These men held enormous stature in their fields of nutrition and economics, respectively. Their leadership was extensive and the impact they had long-lasting; moreover, the courses of action provoked by their intellectual missteps took humanity down paths at once regrettable and unquestionably complicated. They did a thing that was exceedingly familiar among intelligentsia and common to men with big white feet. They believed what they did was pure science, when in fact nutrition and economics are as much art as science; the reason being salient: the subject matter is a prejudiced thorny  willful complicated creature and absolute knowledge is verboten. They did another thing in common: they used the political apparatus of the state to further their goals fame careers and legacies. Only now, after all of this time, is it becoming clear that these two touted geniuses have cost society in ways at first hard to imagine.

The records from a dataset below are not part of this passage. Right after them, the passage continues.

use std::sync::Arc;

use async_trait::async_trait;
use chrono::{DateTime, Utc};
use serde::Deserialize;
use tmart_core::{split_repository, MetricValue, RawMetricRecord, SourceTag, Technology};
use tmart_storage::{HttpFetcher, HttpRequest, RawResponseArchive};
use tracing::{debug, warn};

use crate::{archive_body, FetchContext, SourceConnector, SourceFailure};

pub const DEFAULT_API_BASE: &str = "https://api.github.com";
const API_VERSION: &str = "2022-11-28";
/// Weeks summed into `commits_last_month`.
const RECENT_WEEKS: usize = 4;

#[derive(Debug, Deserialize)]
struct RepositoryPayload {
    full_name: Option<String>,
    language: Option<String>,
    stargazers_count: Option<i64>,
    forks_count: Option<i64>,
    watchers_count: Option<i64>,
    open_issues_count: Option<i64>,
    size: Option<i64>,
    created_at: Option<DateTime<Utc>>,
    updated_at: Option<DateTime<Utc>>,
}

#[derive(Debug, Deserialize)]
struct WeeklyTotal {
    #[serde(default)]
    total: i64,
}

/// Repository metrics from the code-hosting REST API.
#[derive(Debug, Clone)]
pub struct GithubConnector {
    http: Arc<HttpFetcher>,
    token: String,
    api_base: String,
    archive: Option<RawResponseArchive>,
}

impl GithubConnector {
    pub fn new(http: Arc<HttpFetcher>, token: impl Into<String>) -> Self {
        Self {
            http,
            token: token.into(),
            api_base: DEFAULT_API_BASE.to_string(),
            archive: None,
        }
    }

    pub fn with_api_base(mut self, api_base: impl Into<String>) -> Self {
        self.api_base = api_base.into().trim_end_matches('/').to_string();
        self
    }

    pub fn with_archive(mut self, archive: RawResponseArchive) -> Self {
        self.archive = Some(archive);
        self
    }

    fn request(&self, path: &str) -> HttpRequest {
        HttpRequest::get(format!("{}{path}", self.api_base))
            .bearer(self.token.clone())
            .header("Accept", "application/vnd.github+json")
            .header("X-GitHub-Api-Version", API_VERSION)
    }

    /// Statistics endpoints answer 202 while the numbers are being computed.
    /// Anything but a 200 leaves the dependent metrics out of this run.
    async fn fetch_stats(&self, ctx: &FetchContext, owner: &str, repo: &str, kind: &str) -> Option<Vec<u8>> {
        let request = self.request(&format!("/repos/{owner}/{repo}/stats/{kind}"));
        match self.http.fetch(ctx.run_id, SourceTag::Github.as_str(), &request).await {
            Ok(response) if response.status.as_u16() == 200 => {
                archive_body(self.archive.as_ref(), SourceTag::Github, &response.body).await;
                Some(response.body)
            }
            Ok(response) => {
                debug!(owner, repo, kind, status = response.status.as_u16(), "statistics not ready");
                None
            }
            Err(err) => {
                debug!(owner, repo, kind, error = %err, "statistics unavailable");
                None
            }
        }
    }
}

#[async_trait]
impl SourceConnector for GithubConnector {
    fn source(&self) -> SourceTag {
        SourceTag::Github
    }

    async fn fetch(
        &self,
        ctx: &FetchContext,
        technology: &Technology,
    ) -> Result<Vec<RawMetricRecord>, SourceFailure> {
        let Some(repository) = technology.github_repository.as_deref() else {
            return Ok(Vec::new());
        };
        let (owner, repo) = split_repository(repository)
            .ok_or_else(|| SourceFailure::not_found(repository))?;

        let response = self
            .http
            .fetch(ctx.run_id, SourceTag::Github.as_str(), &self.request(&format!("/repos/{owner}/{repo}")))
            .await
            .map_err(|err| SourceFailure::from_fetch_error(&err, repository))?;
        archive_body(self.archive.as_ref(), SourceTag::Github, &response.body).await;

        let contributors = self.fetch_stats(ctx, owner, repo, "contributors").await;
        let commit_activity = self.fetch_stats(ctx, owner, repo, "commit_activity").await;

        parse_repository_metrics(
            &technology.name,
            repository,
            &response.body,
            contributors.as_deref(),
            commit_activity.as_deref(),
            Utc::now(),
        )
    }
}

/// Builds the repository metric records from the raw response bodies.
///
/// A malformed repository body is a transient failure. Malformed or missing
/// statistics bodies only drop the metrics derived from them.
pub fn parse_repository_metrics(
    technology: &str,
    repository: &str,
    repository_body: &[u8],
    contributors_body: Option<&[u8]>,
    commit_activity_body: Option<&[u8]>,
    observed_at: DateTime<Utc>,
) -> Result<Vec<RawMetricRecord>, SourceFailure> {
    let payload: RepositoryPayload = serde_json::from_slice(repository_body).map_err(|err| {
        SourceFailure::transient(format!("malformed repository response for {repository}: {err}"))
    })?;

    let mut values: Vec<(&str, MetricValue)> = vec![(
        "github_repository",
        MetricValue::Text(payload.full_name.unwrap_or_else(|| repository.to_string())),
    )];
    if let Some(language) = payload.language {
        values.push(("language", MetricValue::Text(language)));
    }
    let counts = [
        ("stars", payload.stargazers_count),
        ("forks", payload.forks_count),
        ("watchers", payload.watchers_count),
        ("open_issues", payload.open_issues_count),
        ("size_kb", payload.size),
    ];
    for (metric, count) in counts {
        if let Some(count) = count {
            values.push((metric, MetricValue::Integer(count)));
        }
    }
    if let Some(created_at) = payload.created_at {
        values.push(("created_at", MetricValue::Timestamp(created_at)));
    }
    if let Some(updated_at) = payload.updated_at {
        values.push(("updated_at", MetricValue::Timestamp(updated_at)));
    }

    if let Some(contributors) = contributors_body.and_then(|body| parse_weekly(repository, "contributors", body)) {
        values.push(("total_contributors", MetricValue::Integer(contributors.len() as i64)));
        values.push((
            "total_commits",
            MetricValue::Integer(contributors.iter().map(|c| c.total).sum()),
        ));
    }
    if let Some(weeks) = commit_activity_body.and_then(|body| parse_weekly(repository, "commit_activity", body)) {
        values.push((
            "commits_last_year",
            MetricValue::Integer(weeks.iter().map(|w| w.total).sum()),
        ));
        let recent = &weeks[weeks.len().saturating_sub(RECENT_WEEKS)..];
        values.push((
            "commits_last_month",
            MetricValue::Integer(recent.iter().map(|w| w.total).sum()),
        ));
    }

    Ok(values
        .into_iter()
        .map(|(metric, value)| RawMetricRecord::new(technology, SourceTag::Github, metric, value, observed_at))
        .collect())
}

fn parse_weekly(repository: &str, kind: &str, body: &[u8]) -> Option<Vec<WeeklyTotal>> {
    match serde_json::from_slice(body) {
        Ok(parsed) => Some(parsed),
        Err(err) => {
            warn!(repository, kind, error = %err, "ignoring malformed statistics response");
            None
        }
    }
}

Ancel Keys is claimed to have biased a large study of Western diets relating to heart disease in over 20 countries and condensed it to the Seven Countries Study which was later to bring him recognition in the field of nutrition. I don’t know if that charge is entirely true, but Keys’ published work provided some of the foundation for the scientific support for his cholesterol theory which was widely accepted as plausible if not probable. It  associated the ingestion of dietary fat to coronary heart disease and started the myth that eating cholesterol caused dangerously high cholesterol levels in the blood, that animal fat had a direct causal link to heart disease and that synthetic oils could be a healthy alternative. By the way, he lived to be a hundred years old.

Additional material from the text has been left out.